Entretanto, considerou a MP-520 um erro, já que ela tem um viés
convergente com a proposta do ministro Temporão de criar as fundações
estatais e com outras que, voltam e meia, aparecem. “A lógica dessas
propostas é dizer que o problema da Saúde Pública brasileira é de
gestão. E isso desonera o governo da sua responsabilidade pelo
problema”.
Da
experiência da UFRJ, ele conta que, a partir de 1990, a universidade
começou a contratar pelas fundações privadas. “Em 2008, o TCU proibiu
esse tipo de contratação. E nos passamos a contratar por cooperativas.
E o Ministério do Trabalho nos chamou e disse que isso era uma burla.

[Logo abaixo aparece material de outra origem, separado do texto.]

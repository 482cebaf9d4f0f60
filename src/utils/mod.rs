//! Utility modules shared across the pipeline stages
//!
//! - `arrow`: cell extraction and type checks on Arrow arrays
//! - `logging`: standardized operation logging and console tables
//! - `test`: CSV fixtures for tests

pub mod arrow;
pub mod logging;
pub mod test;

E era mesmo. Desde janeiro de 2008, nós pagamos os terceirizados como
prestadores de serviços Pessoa física, em flagrante irregularidade”,
confessa.
“A MP-520
permite as contratações temporárias que precisamos, mas tira a gestão
dos hospitais universitários da universidade. Antes, o problema era
que nós tínhamos dois tipos de profissionais diferentes trabalhando no
mesmo espaço. Agora, estamos em um caminho que significa um novo golpe
a algo que nos é caro: a autonomia universitária”, alertou.
Entrega
de patrimônio público
A 2ª
vice-presidente da Secretaria Regional Rio de Janeiro do Sindicato
Nacional dos Docentes das Instituições de Ensino Superior – ANDES-SN,
Sônia Lúcio, afirmou que, durante o 30º Congresso da entidade,
realizado em fevereiro, os docentes rejeitaram a MP-520 e deliberou
que a categoria trabalhe, em parceria com as demais entidades
interessadas, pela não aprovação da medida pelo Congresso Nacional.
Segundo
ela, é preciso avaliar a quem essa MP interessa. “O primeiro artigo
prevê que a empresa pública constituirá uma sociedade anônima de
natureza privada. Por tratar-se de sociedade anônima poderão
transacionar ações no mercado. Isso submete a universidade à
lógica do capital financeiro. Trata-se da entrega de patrimônio
público para o capital privado”, denunciou ela, esclarecendo que, por
patrimônio público, deve-se entender não só os prédios, a
infra-estrutura, mas também o conhecimento científico produzido há
décadas nas universidades brasileiras.
Sônia Lúcio
alertou os presentes também para o fato de que, pela MP, a empresa
poderá patrocinar previdência privada. “Ou seja, constituirá
previdências privadas com recursos públicos”. Ela encerrou sua
participação incitando a mesa a aprofundar os debates sobre o tema e o
movimento sindical a aprofundar a luta pela rejeição da MP.